The Gbowee Peace Foundation Africa (GPFA) recently organized a lessons-learned summit for their Feminist Policy Lab. The event saw 12 young women conducting research and presenting policy papers on various pressing issues, including the inhumane treatment of detained new mothers in hospital facilities, the lack of proper healthcare for female inmates in prisons, and sexual harassment in the educational system.
By: Mae Azango [email protected]
The summit, held at the Musu Spot in Congo Town over the weekend, brought together UN Women, government agencies, women, men, and young people to address these critical concerns.
Madam Leymah Gbowee, the President and founder of GPFA, reflected on her experience as a new mother 30 years ago when she witnessed the difficulties faced in hospitals. She shared a story of encountering a woman who had given birth but couldn’t afford to pay her hospital bills and was subsequently detained. Disturbed by such incidents, Madam Gbowee decided to take action.
She discovered a list of women detained in hospitals due to their inability to pay bills exceeding one million Liberian dollars. Determined to help, she raised funds and paid the bills, providing relief for over US $6,000 worth of expenses. One seventeen-year-old mother even expressed her gratitude, explaining that she believed she would have died in the hospital if her bills hadn’t been paid.
During her discussions with hospital administrators, Madam Gbowee learned about the challenges they faced. One major problem was that pregnant women who hadn’t received adequate antenatal care were often denied services in many hospitals. However, the administrator assured her that their hospital accepted all pregnant women, including those referred by the government, regardless of their ability to pay. Consequently, many patients were detained until their bills were settled.
Madam Gbowee’s encounter prompted her to consider the importance of documenting and tracking activities related to women’s issues. She emphasized the need for policy papers to effect change, citing the success of the rape campaign in 2017, which lacked documentation. Seeking to empower the next generation of women, she expressed her desire to expand the program to rural counties and secure funding for this purpose.

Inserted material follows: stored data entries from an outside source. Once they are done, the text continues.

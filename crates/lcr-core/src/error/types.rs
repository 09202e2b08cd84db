//! Core error types

use std::fmt;
use thiserror::Error;

/// Result type alias for evaluation operations
pub type EvalResult<T> = Result<T, EvalError>;

/// Discriminant of an [`EvalError`], used when a failure is turned into a
/// result record or a progress message.
#[derive(Debug, Clone, Copy, PartialEq, Eq, Hash)]
pub enum ErrorKind {
    Config,
    TransientCall,
    TerminalCall,
    CorruptLine,
    Io,
    Json,
    Storage,
    Internal,
    Cancelled,
}

impl ErrorKind {
    /// Stable name written into `error` fields and progress output
    pub fn name(self) -> &'static str {
        match self {
            ErrorKind::Config => "ConfigError",
            ErrorKind::TransientCall => "TransientCallFailure",
            ErrorKind::TerminalCall => "TerminalCallFailure",
            ErrorKind::CorruptLine => "CorruptLine",
            ErrorKind::Io => "IoError",
            ErrorKind::Json => "JsonError",
            ErrorKind::Storage => "StorageError",
            ErrorKind::Internal => "InternalError",
            ErrorKind::Cancelled => "Cancelled",
        }
    }
}

impl fmt::Display for ErrorKind {
    fn fmt(&self, f: &mut fmt::Formatter<'_>) -> fmt::Result {
        f.write_str(self.name())
    }
}

/// Main error type
#[derive(Error, Debug, Clone)]
pub enum EvalError {
    /// Fatal configuration problem (missing model, credential, base URL,
    /// unusable header width, ...)
    #[error("Configuration error: {message}")]
    Config {
        message: String,
        context: Option<String>,
    },

    /// A single attempt of a model call failed; may be retried
    #[error("{message}")]
    TransientCall {
        message: String,
        status_code: Option<u16>,
    },

    /// All attempts of a model call failed
    #[error("Chat completion failed after {attempts} attempts: {message}")]
    TerminalCall { attempts: u32, message: String },

    /// Malformed line found while scanning an existing result file
    #[error("Corrupt line {line_number}: {message}")]
    CorruptLine { line_number: usize, message: String },

    /// IO errors
    #[error("IO error: {message}")]
    Io {
        message: String,
        path: Option<String>,
    },

    /// JSON serialization/deserialization errors
    #[error("JSON error: {message}")]
    Json { message: String },

    /// Result store invariant violations
    #[error("Storage error: {message}")]
    Storage { message: String },

    /// A task died without producing a result (panic inside a worker)
    #[error("Internal error: {message}")]
    Internal { message: String },

    /// Work was cancelled before it could run
    #[error("Operation was cancelled")]
    Cancelled,
}

impl EvalError {
    /// The taxonomy bucket of this error
    pub fn kind(&self) -> ErrorKind {
        match self {
            EvalError::Config { .. } => ErrorKind::Config,
            EvalError::TransientCall { .. } => ErrorKind::TransientCall,
            EvalError::TerminalCall { .. } => ErrorKind::TerminalCall,
            EvalError::CorruptLine { .. } => ErrorKind::CorruptLine,
            EvalError::Io { .. } => ErrorKind::Io,
            EvalError::Json { .. } => ErrorKind::Json,
            EvalError::Storage { .. } => ErrorKind::Storage,
            EvalError::Internal { .. } => ErrorKind::Internal,
            EvalError::Cancelled => ErrorKind::Cancelled,
        }
    }

    /// Whether another attempt of the same call may succeed
    pub fn is_retryable(&self) -> bool {
        matches!(self, EvalError::TransientCall { .. })
    }

    /// `"<KindName>: <message>"`, the form stored in `error` fields
    pub fn to_record_string(&self) -> String {
        format!("{}: {}", self.kind(), self)
    }
}

impl From<std::io::Error> for EvalError {
    fn from(err: std::io::Error) -> Self {
        EvalError::Io {
            message: err.to_string(),
            path: None,
        }
    }
}

impl From<serde_json::Error> for EvalError {
    fn from(err: serde_json::Error) -> Self {
        EvalError::Json {
            message: err.to_string(),
        }
    }
}
//! Model endpoint configuration

use serde::{Deserialize, Serialize};
use serde_json::{Map, Value};
use std::fmt;

/// Everything needed to call one chat-completion model.
///
/// One instance exists per role (task model, judge model) and it is never
/// mutated after loading.
#[derive(Clone, PartialEq, Serialize, Deserialize)]
pub struct ModelEndpointConfig {
    /// Model identifier sent as `model` in the request
    pub model_id: String,
    /// Sampling temperature
    pub temperature: f64,
    /// Base address, e.g. `https://api.openai.com/v1`
    pub base_url: String,
    /// Bearer credential (already env-expanded)
    pub api_key: String,
    /// Provider-specific parameters merged into the request body
    #[serde(default, skip_serializing_if = "Option::is_none")]
    pub extra_body: Option<Map<String, Value>>,
    /// Upper bound on completion tokens for this model
    pub max_tokens: u32,
}

impl ModelEndpointConfig {
    pub fn new(
        model_id: impl Into<String>,
        base_url: impl Into<String>,
        api_key: impl Into<String>,
    ) -> Self {
        Self {
            model_id: model_id.into(),
            temperature: super::defaults::DEFAULT_TEMPERATURE,
            base_url: base_url.into(),
            api_key: api_key.into(),
            extra_body: None,
            max_tokens: super::defaults::DEFAULT_MAX_TOKENS,
        }
    }

    pub fn with_max_tokens(mut self, max_tokens: u32) -> Self {
        self.max_tokens = max_tokens;
        self
    }

    pub fn with_extra_body(mut self, extra_body: Map<String, Value>) -> Self {
        self.extra_body = Some(extra_body);
        self
    }

    /// `{base_url}/chat/completions`, tolerating a trailing slash
    pub fn completions_url(&self) -> String {
        format!("{}/chat/completions", self.base_url.trim_end_matches('/'))
    }
}

impl fmt::Debug for ModelEndpointConfig {
    fn fmt(&self, f: &mut fmt::Formatter<'_>) -> fmt::Result {
        f.debug_struct("ModelEndpointConfig")
            .field("model_id", &self.model_id)
            .field("temperature", &self.temperature)
            .field("base_url", &self.base_url)
            .field("api_key", &mask_api_key(&self.api_key))
            .field("extra_body", &self.extra_body)
            .field("max_tokens", &self.max_tokens)
            .finish()
    }
}

/// Mask an API key for safe display
pub fn mask_api_key(key: &str) -> String {
    let chars: Vec<char> = key.chars().collect();
    let len = chars.len();
    if len <= 12 {
        return "*".repeat(len);
    }

    let prefix: String = chars[..8].iter().collect();
    let suffix: String = chars[len - 4..].iter().collect();
    format!("{}...{}", prefix, suffix)
}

During the summit, the feminist Fellows presented their research findings. Group one, consisting of Doreen A. O’Diaji, Mojorie N. Wright, Nusone E. Perkins, and Rammie P. Klan, focused on the detaining of new mothers in hospital facilities. Their research aimed to investigate claims of detention without proper documentation. They discovered that detained mothers faced emotional trauma and delayed treatment due to demands for items such as detergents, alcohol, gloves, and needles. Failure to provide these items jeopardized the health of both mother and child.
The group recommended that the Ministry of Finance Development and Planning increase the budget for the healthcare sector. They also suggested a holistic approach to address drugs and material shortages within healthcare, calling for a ban on maternal detention as seen in Burundi. Furthermore, they proposed the establishment of a National Health Equity Fund to address systemic issues in the healthcare sector.
Group two, comprising Courage N. Wilson, Laura Kolaker, Saraphen B. Dahn, and Abigail A.A. Dorbor, presented their research on female access to rehabilitation and proper healthcare. They highlighted the challenges faced by Liberia’s prisons, including overcrowding, understaffing, limited rehabilitation programs, and insufficient funds. Female inmates specifically suffered from poor sanitation, limited food, inadequate healthcare services, and a shortage of nurses and doctors. The group recommended increasing the budget for prisons, providing adequate drugs and laboratory facilities, and bolstering the prison health workforce.
Group three, consisting of Blessing M. Collins, Jennifer Scot, Rochelle M. Richards, and Wilnet Z Gaye, focused on sexual harassment in Liberia’s educational system. Their research revealed that several universities lacked clear policies on sexual harassment, leading to underreporting due to fear and stigma. They urged the Ministry to establish programs that provide safe spaces for students to report incidents and ensure appropriate punishment for offenders.
The summit provided an interactive platform for participants to ask questions and offer additional recommendations. It served as an important step toward addressing these pressing issues and working towards a more equitable and just society.